Assist Prof Dr. Meryem YANKOL SCHALCK |Decision-making and Problem-solving |Best Researcher Award| 355
IPAG Business Schoolm, France
Profile
Early Academic Pursuits 🎓
Meryem Yankol Schalck’s journey in academia began with a solid foundation in mathematics. She earned her Master’s degree in Mathematics from the University of Marmara in Istanbul, followed by a Master’s in Mathematical Engineering, specializing in Applied Statistics, from Paris-Sud University. These early academic pursuits provided her with the necessary analytical and statistical expertise to navigate the complex world of data science. Over time, she expanded her knowledge base by obtaining a Data Science Certificate from The Institute of Risk Management (IRM), further refining her skills in risk assessment and data-driven decision-making. Her academic ambition culminated in a Ph.D. in Econometrics and Machine Learning from the University of Orleans, where she focused on pioneering research in financial fraud detection and survival analysis in insurance industries under the supervision of S. Tokpavi.
Professional Endeavors 💼
With nearly 15 years of professional experience in the insurance sector, Meryem Yankol Schalck has honed her expertise in statistical modeling and advanced analytics. She has worked extensively in risk assessment, fraud detection, and predictive analytics, implementing cutting-edge machine learning models to enhance business efficiency. Her proficiency in leveraging data-driven insights has positioned her as a key player in insurance analytics, where she has contributed significantly to the industry’s ability to mitigate risks and optimize financial performance. As an Assistant Professor in Data Science, she continues to bridge the gap between industry and academia, ensuring that her students gain practical insights into real-world applications of data science.
Contributions and Research Focus 🔬
Meryem Yankol Schalck’s research is centered on artificial intelligence applications in business and finance. She has published extensively in academic journals, contributing valuable insights into machine learning methodologies for fraud detection and risk assessment. Her doctoral research introduced innovative approaches to financial fraud detection and survival analysis, providing industry professionals with novel techniques to enhance security and operational efficiency. She is also actively involved in European research projects, focusing on AI-driven financial solutions and digital transformation strategies.
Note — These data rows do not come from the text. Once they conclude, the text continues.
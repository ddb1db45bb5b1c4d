//! Driving one CGI child process from spawn to reap
//!
//! The child gets a piped stdin and stdout; stderr is inherited. The request
//! body is written from a scoped writer thread while the calling thread reads
//! stdout, so a child that answers before it has consumed its whole request
//! cannot wedge both sides on full pipes. The two sides share nothing but
//! the child's pipes; the reader only looks at whether the writer is done.
//!
//! Header lines are not handed on until the writer has finished cleanly.
//! Body bytes that show up before that are held in memory, up to
//! `PENDING_LIMIT`. Once the writer fails the rest of the output is read and
//! thrown away, and the request fails. A child that writes more than
//! `PENDING_LIMIT` while its request is still going in gets its headers
//! committed early; a write failure after that only marks the report
//! truncated. Whatever happens, stdin is closed and the child is reaped
//! before `run` returns.

use crate::cgi::{body, HeaderLine, Report, ResponseSink};
use crate::cgi::body::CHUNK_SIZE;
use crate::cgi::splitter::Splitter;
use crate::errors::{Error, Result};
use crate::request::ParsedRequest;

use log::{debug, error, warn};

use std::io::{self, BufReader};
use std::path::Path;
use std::process::{Child, ChildStdout, Command, ExitStatus, Stdio};
use std::sync::{Mutex, PoisonError};
use std::sync::atomic::{AtomicBool, Ordering};
use std::sync::mpsc::{self, RecvTimeoutError};
use std::thread::{self, ScopedJoinHandle};
use std::time::Duration;

/// How often a timed child is polled for exit once its output is drained
const REAP_POLL: Duration = Duration::from_millis(10);

/// Most body bytes held back while the request body is still being written
pub const PENDING_LIMIT: usize = 16 * CHUNK_SIZE;

/// Lifecycle of a child, as seen from the reading side
#[derive(Debug, Clone, Copy, PartialEq, Eq)]
pub enum State {
    NotStarted,
    Running,
    InputClosed,
    Draining,
    Closed
}

/// Builds the command for `script`: either the script itself or
/// `interpreter script`. The child runs in the script's directory.
pub fn command(script: &Path, interpreter: Option<&Path>) -> Command {
    let mut command = match interpreter {
        Some(interpreter) => {
            let mut c = Command::new(interpreter);
            c.arg(script);
            c
        },
        None => Command::new(script)
    };

    if let Some(dir) = script.parent() {
        if !dir.as_os_str().is_empty() {
            command.current_dir(dir);
        }
    }

    command
}

/// A spawned child and the bits of it the reading side still holds
struct CgiProcess<'a> {
    child: &'a Mutex<Child>,
    state: State,
    timeout: Option<Duration>,
    timed_out: &'a AtomicBool
}

impl<'a> CgiProcess<'a> {
    fn advance(&mut self, to: State) {
        debug!("CGI child {:?} -> {:?}", self.state, to);
        self.state = to;
    }

    fn kill(&self) {
        let mut child = self.child.lock().unwrap_or_else(PoisonError::into_inner);
        if let Err(e) = child.kill() {
            debug!("Could not kill CGI child: {}", e);
        }
    }

    /// Waits for the child to exit. With a timeout, the lock is only held
    /// for polls so the watchdog can still get in and kill it.
    fn reap(&mut self) -> Option<ExitStatus> {
        let result = match self.timeout {
            None => {
                let mut child = self.child.lock().unwrap_or_else(PoisonError::into_inner);
                child.wait()
            },
            Some(_) => loop {
                {
                    let mut child = self.child.lock()
                        .unwrap_or_else(PoisonError::into_inner);
                    match child.try_wait() {
                        Ok(Some(status)) => break Ok(status),
                        Ok(None) => (),
                        Err(e) => break Err(e)
                    }
                }
                thread::sleep(REAP_POLL);
            }
        };

        self.advance(State::Closed);
        match result {
            Ok(status) => {
                debug!("CGI child exited with {}", status);
                Some(status)
            },
            Err(e) => {
                warn!("Could not wait for CGI child: {}", e);
                None
            }
        }
    }

    fn timed_out(&self) -> bool {
        self.timed_out.load(Ordering::SeqCst)
    }

    /// The error to report for a failure before headers went out
    fn failure(&self, e: Error) -> Error {
        match (self.timed_out(), self.timeout) {
            (true, Some(limit)) => Error::Timeout(limit),
            _ => e
        }
    }
}

fn join_writer(writer: ScopedJoinHandle<io::Result<u64>>) -> io::Result<u64> {
    match writer.join() {
        Ok(result) => result,
        Err(_) => Err(io::Error::new(io::ErrorKind::Other,
                                     "request body writer panicked"))
    }
}

/// Spawns `command`, feeds it the body for `req`, and splits its output
/// into `sink`.
pub fn run(mut command: Command, req: &ParsedRequest, sink: &mut dyn ResponseSink,
           timeout: Option<Duration>) -> Result<Report>
{
    command.stdin(Stdio::piped())
        .stdout(Stdio::piped())
        .stderr(Stdio::inherit());

    let mut child = command.spawn().map_err(Error::Spawn)?;
    debug!("Spawned CGI child {}", child.id());

    let pipes = (child.stdin.take(), child.stdout.take());
    let (stdin, stdout) = match pipes {
        (Some(stdin), Some(stdout)) => (stdin, stdout),
        _ => {
            let _ = child.kill();
            let _ = child.wait();
            return Err(Error::Spawn(io::Error::new(io::ErrorKind::Other,
                                                   "child pipes missing")));
        }
    };

    let child = Mutex::new(child);
    let timed_out = AtomicBool::new(false);

    thread::scope(|scope| {
        let mut process = CgiProcess {
            child: &child,
            state: State::NotStarted,
            timeout: timeout,
            timed_out: &timed_out
        };
        process.advance(State::Running);

        let (stop_watchdog, stopped) = mpsc::channel::<()>();
        if let Some(limit) = timeout {
            let child = &child;
            let timed_out = &timed_out;
            scope.spawn(move || {
                if let Err(RecvTimeoutError::Timeout) = stopped.recv_timeout(limit) {
                    warn!("CGI child still running after {}s; killing it",
                          limit.as_secs());
                    timed_out.store(true, Ordering::SeqCst);
                    let mut child = child.lock().unwrap_or_else(PoisonError::into_inner);
                    let _ = child.kill();
                }
            });
        }

        let writer = if body::Encoding::of(req) == body::Encoding::Empty {
            drop(stdin);
            None
        }
        else {
            Some(scope.spawn(move || body::write_body(req, stdin)))
        };

        let result = exchange(&mut process, writer, stdout, sink);
        drop(stop_watchdog);
        result
    })
}

type Writer<'scope> = ScopedJoinHandle<'scope, io::Result<u64>>;

fn exchange(process: &mut CgiProcess, mut writer: Option<Writer>,
            stdout: ChildStdout, sink: &mut dyn ResponseSink) -> Result<Report>
{
    let mut splitter = Splitter::new(BufReader::new(stdout));

    let headers = match splitter.headers() {
        Ok(h) => h,
        Err(e) => {
            // Unblock a writer stuck on a child that is never going to read.
            process.kill();
            if let Some(writer) = writer {
                let _ = join_writer(writer);
            }
            drop(splitter);
            process.reap();
            return Err(process.failure(e));
        }
    };

    // Keep reading while the writer is busy, but hold on to the bytes.
    let mut pending = Vec::new();
    let mut buffer = [0u8; CHUNK_SIZE];
    while writer.as_ref().map_or(false, |w| !w.is_finished()) {
        match splitter.read_chunk(&mut buffer) {
            Ok(0) => break,
            Ok(n) => {
                pending.extend_from_slice(&buffer[.. n]);
                if pending.len() >= PENDING_LIMIT {
                    debug!("Held {} body byte(s); committing before the request is in",
                           pending.len());
                    return commit(process, splitter, headers, pending, writer, sink);
                }
            },
            Err(e) => {
                process.kill();
                if let Some(writer) = writer.take() {
                    let _ = join_writer(writer);
                }
                drop(splitter);
                process.reap();
                return Err(process.failure(Error::Read(e)));
            }
        }
    }

    if let Some(writer) = writer {
        match join_writer(writer) {
            Ok(written) => debug!("Wrote {} request byte(s) to CGI child", written),
            Err(e) => {
                warn!("Writing request body to CGI child failed: {}", e);
                if let Err(e) = splitter.discard() {
                    debug!("Discarding CGI output failed: {}", e);
                }
                drop(splitter);
                process.reap();
                return Err(process.failure(Error::Write(e)));
            }
        }
    }
    process.advance(State::InputClosed);

    commit(process, splitter, headers, pending, None, sink)
}

/// Hands headers and body to `sink`. `writer` is set if the request body is
/// still being written.
fn commit(process: &mut CgiProcess, mut splitter: Splitter<BufReader<ChildStdout>>,
          headers: Vec<HeaderLine>, pending: Vec<u8>, writer: Option<Writer>,
          sink: &mut dyn ResponseSink) -> Result<Report>
{
    if let Err(e) = sink.headers(&headers) {
        drop(splitter);
        process.kill();
        if let Some(writer) = writer {
            let _ = join_writer(writer);
        }
        process.reap();
        return Err(Error::Io(e));
    }
    process.advance(State::Draining);

    let mut report = Report { status: None, body_bytes: 0, truncated: false };

    let mut early = Ok(());
    for chunk in pending.chunks(CHUNK_SIZE) {
        if let Err(e) = sink.body(chunk) {
            early = Err(e);
            break;
        }
        report.body_bytes += chunk.len() as u64;
    }

    match early {
        Ok(()) => {
            let forwarded = splitter.forward(sink);
            report.body_bytes += forwarded.bytes;
            if let Some(e) = forwarded.error {
                error!("CGI response body cut short after {} byte(s): {}",
                       report.body_bytes, e);
                report.truncated = true;
            }
        },
        Err(e) => {
            error!("Could not pass on CGI response body: {}", e);
            report.truncated = true;
        }
    }

    // Output that ended on its own was complete, whenever the child exits.
    let killed_while_draining = process.timed_out();

    // Closing stdout first means a child still writing gets EPIPE instead of
    // blocking forever.
    drop(splitter);

    if let Some(writer) = writer {
        if report.truncated {
            process.kill();
        }
        match join_writer(writer) {
            Ok(written) => debug!("Wrote {} request byte(s) to CGI child", written),
            Err(e) => {
                error!("Request body only partly reached CGI child: {}", e);
                report.truncated = true;
            }
        }
        process.advance(State::InputClosed);
    }

    report.status = process.reap();

    if killed_while_draining {
        error!("CGI response body cut short by timeout");
        report.truncated = true;
    }

    Ok(report)
}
Accolades and Recognition 🏆
Meryem has earned recognition for her work in both academic and professional circles. Her research contributions have been acknowledged in leading conferences and publications, making her a respected voice in the field of AI and data science. Additionally, her commitment to academic excellence has made her a sought-after speaker at international seminars and workshops, where she shares her insights on AI-driven financial innovations.
Impact and Influence 🌐
Beyond her technical expertise, Meryem is known for her ability to impart knowledge effectively. She has demonstrated strong pedagogical skills, incorporating digital innovations into her teaching methodologies. Her ability to simplify complex machine learning concepts has benefited students across various academic programs, especially those learning in English. Through her mentorship and guidance, she has played a significant role in shaping the next generation of data scientists and analysts.
Legacy and Future Contributions 🌟
As Meryem Yankol Schalck continues to excel in her academic and professional journey, her legacy is one of innovation, excellence, and commitment to education. She remains dedicated to advancing research in AI applications for business and finance, ensuring that data science remains at the forefront of industry evolution. Moving forward, she aims to further her involvement in European research projects, contribute to global discussions on AI ethics, and continue inspiring future professionals in the field of data science. Through her work, she is not only shaping the present landscape of data science but also paving the way for its future advancements.